Waikato play their home games at Waikato Stadium in Hamilton, built on the site of the club's former ground, Rugby Park. Construction began on the stadium in 2000; it was completed in 2001, and opened with a game between the Chiefs and Crusaders in the then Super 12. The Chiefs also play the majority of their home games at the stadium.

Waikato played out of Rugby Park from 1925 to 2000. For the 1921 to 1924 seasons, Waikato played at the Claudelands Showgrounds and Steele Park. Waikato's first ever home match was played at the Claudelands Showgrounds against New South Wales, which Waikato lost 11 to 28. The Rugby Park grandstand roof collapsed in 1934, but no one was injured.

Waikato Stadium hosted the first ever Air New Zealand Cup final, where Waikato defeated Wellington to claim the title.

Waikato in Super Rugby 
When the NZRFU were initially deciding the team compositions for the Super 12 in 1995, it was decided that to have the Blues franchise encompass the North Harbour, Counties-Manukau, Northland and Auckland provincial rugby unions to be unfair. This was due to the preponderance of All Blacks (players representing New Zealand) who came from North Harbour, Counties-Manukau and Auckland at the time. Hence if the Blues were to consist of these unions, they would field an All Blacks team in all but name.

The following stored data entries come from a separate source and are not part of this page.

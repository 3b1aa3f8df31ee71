//! # Ticket Repository
//!
//! The persistence half of the sale-commit protocol, plus ticket history.
//!
//! ## Commit Transaction
//! ```text
//! ┌─────────────────────────────────────────────────────────────────────────┐
//! │                    commit(draft), one transaction                       │
//! │                                                                         │
//! │  BEGIN                                                                  │
//! │    │                                                                    │
//! │    ├── 1. Allocate ticket number                                        │
//! │    │      UPDATE ticket_counter SET value = value + 1 RETURNING value   │
//! │    │      (the row lock serializes concurrent commits; a rolled-back    │
//! │    │       commit never burns a number)                                 │
//! │    │                                                                    │
//! │    ├── 2. INSERT ticket (lines frozen as a JSON column)                 │
//! │    │                                                                    │
//! │    ├── 3. Per line: conditional stock decrement                         │
//! │    │      UPDATE products SET stock = stock - ?                         │
//! │    │      WHERE id = ? AND stock >= ?                                   │
//! │    │      └── 0 rows ──► InsufficientStock ──► whole tx rolls back      │
//! │    │                                                                    │
//! │  COMMIT                                                                 │
//! │                                                                         │
//! └─────────────────────────────────────────────────────────────────────────┘
//! ```
//!
//! Either the ticket exists AND every line's stock moved, or neither
//! happened. There is no partially committed sale to reconcile.

use chrono::{DateTime, Utc};
use sqlx::SqlitePool;
use tracing::{debug, info};
use uuid::Uuid;

use crate::error::DbResult;
use crate::repository::product::ProductRepository;
use vega_core::{format_ticket_number, Ticket, TicketDraft, TicketLine};

/// Repository for ticket database operations.
#[derive(Debug, Clone)]
pub struct TicketRepository {
    pool: SqlitePool,
}

/// Raw row shape: `lines` comes back as JSON text and is decoded separately.
#[derive(sqlx::FromRow)]
struct TicketRow {
    id: String,
    ticket_number: String,
    lines: String,
    total_cents: i64,
    discount_cents: i64,
    payment_cents: i64,
    change_cents: i64,
    customer: String,
    cashier_id: String,
    created_at: DateTime<Utc>,
}

impl TicketRow {
    fn into_ticket(self) -> DbResult<Ticket> {
        let lines: Vec<TicketLine> = serde_json::from_str(&self.lines)?;
        Ok(Ticket {
            id: self.id,
            ticket_number: self.ticket_number,
            lines,
            total_cents: self.total_cents,
            discount_cents: self.discount_cents,
            payment_cents: self.payment_cents,
            change_cents: self.change_cents,
            customer: self.customer,
            cashier_id: self.cashier_id,
            created_at: self.created_at,
        })
    }
}

impl TicketRepository {
    /// Creates a new TicketRepository.
    pub fn new(pool: SqlitePool) -> Self {
        TicketRepository { pool }
    }

    /// Commits a validated draft: allocates the ticket number, inserts the
    /// ticket, and decrements stock for every line, all in one transaction.
    ///
    /// ## Errors
    /// [`DbError::InsufficientStock`](crate::DbError::InsufficientStock) when
    /// a line's units were sold by a concurrent commit since the cart was
    /// validated. On any error the transaction is dropped and SQLite rolls
    /// everything back, including the counter increment.
    pub async fn commit(&self, draft: &TicketDraft) -> DbResult<Ticket> {
        let mut tx = self.pool.begin().await?;

        // Counter row is seeded by the initial migration; the UPDATE holds
        // the write lock until commit, serializing number allocation.
        let counter: i64 = sqlx::query_scalar(
            "UPDATE ticket_counter SET value = value + 1 WHERE id = 1 RETURNING value",
        )
        .fetch_one(&mut *tx)
        .await?;

        let ticket_number = format_ticket_number(counter);
        let id = Uuid::new_v4().to_string();
        let now = Utc::now();
        let lines_json = serde_json::to_string(&draft.lines)?;

        debug!(id = %id, ticket_number = %ticket_number, "Inserting ticket");

        sqlx::query(
            r#"
            INSERT INTO tickets (
                id, ticket_number, lines,
                total_cents, discount_cents, payment_cents, change_cents,
                customer, cashier_id, created_at
            ) VALUES (?1, ?2, ?3, ?4, ?5, ?6, ?7, ?8, ?9, ?10)
            "#,
        )
        .bind(&id)
        .bind(&ticket_number)
        .bind(&lines_json)
        .bind(draft.total_cents)
        .bind(draft.discount_cents)
        .bind(draft.payment_cents)
        .bind(draft.change_cents)
        .bind(&draft.customer)
        .bind(&draft.cashier_id)
        .bind(now)
        .execute(&mut *tx)
        .await?;

        for line in &draft.lines {
            ProductRepository::decrement_stock_tx(&mut tx, &line.product_id, line.quantity)
                .await?;
        }

        tx.commit().await?;

        info!(
            ticket_number = %ticket_number,
            total_cents = draft.total_cents,
            lines = draft.lines.len(),
            "Sale committed"
        );

        Ok(Ticket {
            id,
            ticket_number,
            lines: draft.lines.clone(),
            total_cents: draft.total_cents,
            discount_cents: draft.discount_cents,
            payment_cents: draft.payment_cents,
            change_cents: draft.change_cents,
            customer: draft.customer.clone(),
            cashier_id: draft.cashier_id.clone(),
            created_at: now,
        })
    }

    /// Gets a ticket by its business number.
    pub async fn get_by_number(&self, ticket_number: &str) -> DbResult<Option<Ticket>> {
        let row = sqlx::query_as::<_, TicketRow>(
            r#"
            SELECT id, ticket_number, lines,
                   total_cents, discount_cents, payment_cents, change_cents,
                   customer, cashier_id, created_at
            FROM tickets
            WHERE ticket_number = ?1
            "#,
        )
        .bind(ticket_number)
        .fetch_optional(&self.pool)
        .await?;

        row.map(TicketRow::into_ticket).transpose()
    }

    /// Lists the most recent tickets, newest first.
    pub async fn list_recent(&self, limit: i64) -> DbResult<Vec<Ticket>> {
        let rows = sqlx::query_as::<_, TicketRow>(
            r#"
            SELECT id, ticket_number, lines,
                   total_cents, discount_cents, payment_cents, change_cents,
                   customer, cashier_id, created_at
            FROM tickets
            ORDER BY created_at DESC
            LIMIT ?1
            "#,
        )
        .bind(limit)
        .fetch_all(&self.pool)
        .await?;

        rows.into_iter().map(TicketRow::into_ticket).collect()
    }

    /// Peeks at the next ticket number without allocating it.
    ///
    /// For display only; the number actually used is allocated inside the
    /// commit transaction.
    pub async fn next_ticket_number(&self) -> DbResult<String> {
        let counter: i64 = sqlx::query_scalar("SELECT value FROM ticket_counter WHERE id = 1")
            .fetch_one(&self.pool)
            .await?;

        Ok(format_ticket_number(counter + 1))
    }
}

// =============================================================================
// Unit Tests
// =============================================================================

#[cfg(test)]
mod tests {
    use super::*;
    use crate::error::DbError;
    use crate::pool::{Database, DbConfig};
    use vega_core::{Cart, Product};

    async fn test_db() -> Database {
        Database::new(DbConfig::in_memory()).await.unwrap()
    }

    async fn seeded_product(db: &Database, barcode: &str, price: i64, stock: i64) -> Product {
        db.products()
            .insert(&format!("Item {barcode}"), Some(barcode), price, None, stock)
            .await
            .unwrap()
    }

    fn paid_draft(product: &Product, qty: i64, payment: i64) -> TicketDraft {
        let mut cart = Cart::new();
        cart.add_item(product, qty).unwrap();
        cart.set_payment(payment).unwrap();
        TicketDraft::from_cart(&cart, "cashier-1").unwrap()
    }

    #[tokio::test]
    async fn test_commit_persists_ticket_and_decrements_stock() {
        let db = test_db().await;
        let product = seeded_product(&db, "111", 250, 10).await;

        let draft = paid_draft(&product, 2, 500);
        let ticket = db.tickets().commit(&draft).await.unwrap();

        assert_eq!(ticket.ticket_number, "TKT000001");
        assert_eq!(ticket.total_cents, 500);
        assert_eq!(ticket.lines.len(), 1);

        // Stock moved by exactly the sold quantity.
        let after = db.products().find_by_id(&product.id).await.unwrap().unwrap();
        assert_eq!(after.stock, 8);

        // Ticket round-trips through the JSON lines column.
        let fetched = db
            .tickets()
            .get_by_number("TKT000001")
            .await
            .unwrap()
            .unwrap();
        assert_eq!(fetched.lines, ticket.lines);
        assert_eq!(fetched.change_cents, 0);
    }

    #[tokio::test]
    async fn test_ticket_numbers_are_sequential() {
        let db = test_db().await;
        let product = seeded_product(&db, "111", 100, 50).await;

        assert_eq!(db.tickets().next_ticket_number().await.unwrap(), "TKT000001");

        let first = db.tickets().commit(&paid_draft(&product, 1, 100)).await.unwrap();
        let second = db.tickets().commit(&paid_draft(&product, 1, 100)).await.unwrap();

        assert_eq!(first.ticket_number, "TKT000001");
        assert_eq!(second.ticket_number, "TKT000002");
    }

    #[tokio::test]
    async fn test_insufficient_stock_rolls_back_everything() {
        let db = test_db().await;
        let product = seeded_product(&db, "111", 250, 5).await;

        // Draft was validated when stock was 5; simulate a concurrent sale
        // draining it before the commit runs.
        let draft = paid_draft(&product, 3, 750);
        db.products().adjust_stock(&product.id, -4).await.unwrap();

        let err = db.tickets().commit(&draft).await.unwrap_err();
        assert!(matches!(err, DbError::InsufficientStock { requested: 3, .. }));

        // No ticket, no stock movement, no burned counter value.
        assert!(db.tickets().get_by_number("TKT000001").await.unwrap().is_none());
        let after = db.products().find_by_id(&product.id).await.unwrap().unwrap();
        assert_eq!(after.stock, 1);
        assert_eq!(db.tickets().next_ticket_number().await.unwrap(), "TKT000001");
    }

    #[tokio::test]
    async fn test_partial_stock_failure_rolls_back_earlier_lines() {
        let db = test_db().await;
        let ok = seeded_product(&db, "111", 100, 10).await;
        let scarce = seeded_product(&db, "222", 200, 1).await;

        let mut cart = Cart::new();
        cart.add_item(&ok, 2).unwrap();
        cart.add_item(&scarce, 1).unwrap();
        cart.set_payment(1000).unwrap();
        let draft = TicketDraft::from_cart(&cart, "cashier-1").unwrap();

        db.products().adjust_stock(&scarce.id, -1).await.unwrap();

        assert!(db.tickets().commit(&draft).await.is_err());

        // The first line's decrement was undone with the rest.
        let after = db.products().find_by_id(&ok.id).await.unwrap().unwrap();
        assert_eq!(after.stock, 10);
    }

    #[tokio::test]
    async fn test_list_recent_newest_first() {
        let db = test_db().await;
        let product = seeded_product(&db, "111", 100, 50).await;

        db.tickets().commit(&paid_draft(&product, 1, 100)).await.unwrap();
        db.tickets().commit(&paid_draft(&product, 2, 200)).await.unwrap();

        let recent = db.tickets().list_recent(10).await.unwrap();
        assert_eq!(recent.len(), 2);
        assert_eq!(recent[0].ticket_number, "TKT000002");
    }
}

This led to North Harbour and Northland being represented by the nearest other team, the Chiefs (at the time named the Waikato Chiefs), also composed of Waikato, Bay of Plenty, and King Country.  In 1999 the Chiefs ("Waikato" having been dropped from the title) boundaries were redrawn, with Northland and North Harbour moving to the Blues, and Counties-Manukau and Thames Valley coming under the Chiefs franchise. This represents the current Chiefs franchise unions.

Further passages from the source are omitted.